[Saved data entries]
=== Begin Enclosure ===
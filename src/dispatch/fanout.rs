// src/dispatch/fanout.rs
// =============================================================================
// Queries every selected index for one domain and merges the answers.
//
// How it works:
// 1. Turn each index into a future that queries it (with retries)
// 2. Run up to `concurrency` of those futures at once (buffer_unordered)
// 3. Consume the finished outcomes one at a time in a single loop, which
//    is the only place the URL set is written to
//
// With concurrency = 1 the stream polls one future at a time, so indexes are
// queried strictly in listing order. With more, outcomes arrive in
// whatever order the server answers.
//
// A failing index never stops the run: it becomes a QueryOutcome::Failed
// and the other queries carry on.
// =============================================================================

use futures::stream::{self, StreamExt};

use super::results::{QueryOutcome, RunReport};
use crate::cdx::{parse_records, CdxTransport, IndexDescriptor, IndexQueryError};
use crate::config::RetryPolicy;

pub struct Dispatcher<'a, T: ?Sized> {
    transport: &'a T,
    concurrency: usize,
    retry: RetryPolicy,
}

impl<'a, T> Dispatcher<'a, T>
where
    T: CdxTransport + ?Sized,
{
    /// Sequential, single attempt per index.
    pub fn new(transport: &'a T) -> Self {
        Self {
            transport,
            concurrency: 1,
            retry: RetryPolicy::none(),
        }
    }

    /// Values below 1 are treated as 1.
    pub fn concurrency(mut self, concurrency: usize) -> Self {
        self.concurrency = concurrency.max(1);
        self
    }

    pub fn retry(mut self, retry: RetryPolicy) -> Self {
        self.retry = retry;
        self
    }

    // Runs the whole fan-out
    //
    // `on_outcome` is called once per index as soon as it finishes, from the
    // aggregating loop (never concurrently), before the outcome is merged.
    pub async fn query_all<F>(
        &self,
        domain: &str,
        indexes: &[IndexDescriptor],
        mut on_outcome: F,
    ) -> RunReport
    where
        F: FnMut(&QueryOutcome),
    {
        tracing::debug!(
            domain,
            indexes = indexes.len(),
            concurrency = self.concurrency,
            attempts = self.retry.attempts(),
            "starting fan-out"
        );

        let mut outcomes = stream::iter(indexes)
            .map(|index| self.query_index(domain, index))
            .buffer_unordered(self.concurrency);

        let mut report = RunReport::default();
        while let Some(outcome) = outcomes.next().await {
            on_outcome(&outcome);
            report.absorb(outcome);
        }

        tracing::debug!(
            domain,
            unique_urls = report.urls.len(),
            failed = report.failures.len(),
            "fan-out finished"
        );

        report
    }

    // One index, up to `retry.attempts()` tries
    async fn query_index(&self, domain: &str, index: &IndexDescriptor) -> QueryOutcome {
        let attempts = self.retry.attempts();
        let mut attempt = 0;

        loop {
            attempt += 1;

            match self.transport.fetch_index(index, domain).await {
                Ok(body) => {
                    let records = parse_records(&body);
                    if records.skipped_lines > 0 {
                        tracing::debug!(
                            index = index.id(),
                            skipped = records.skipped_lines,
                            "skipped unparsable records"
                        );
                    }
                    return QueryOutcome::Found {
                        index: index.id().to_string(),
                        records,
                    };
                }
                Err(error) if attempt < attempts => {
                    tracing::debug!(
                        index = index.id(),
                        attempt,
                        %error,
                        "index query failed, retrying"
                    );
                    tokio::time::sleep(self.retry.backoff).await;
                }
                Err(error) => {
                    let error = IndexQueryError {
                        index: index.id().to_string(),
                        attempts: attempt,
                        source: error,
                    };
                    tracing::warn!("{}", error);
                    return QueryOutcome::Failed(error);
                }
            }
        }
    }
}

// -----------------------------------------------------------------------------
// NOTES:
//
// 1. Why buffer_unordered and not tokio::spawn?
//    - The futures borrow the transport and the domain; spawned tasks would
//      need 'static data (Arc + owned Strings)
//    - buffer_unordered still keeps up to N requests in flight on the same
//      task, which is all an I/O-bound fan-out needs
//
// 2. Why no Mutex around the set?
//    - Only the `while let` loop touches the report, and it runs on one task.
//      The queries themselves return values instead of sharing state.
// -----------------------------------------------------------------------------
=== End Enclosure ===
### Assignment
Check each line of the entries above for the word "concurrency". List the ones that have it.

### Response for this exercise
// 2. Run up to `concurrency` of those futures at once (buffer_unordered)
// With concurrency = 1 the stream polls one future at a time, so indexes are
    concurrency: usize,
            concurrency: 1,
    pub fn concurrency(mut self, concurrency: usize) -> Self {
        self.concurrency = concurrency.max(1);
            concurrency = self.concurrency,
            .buffer_unordered(self.concurrency);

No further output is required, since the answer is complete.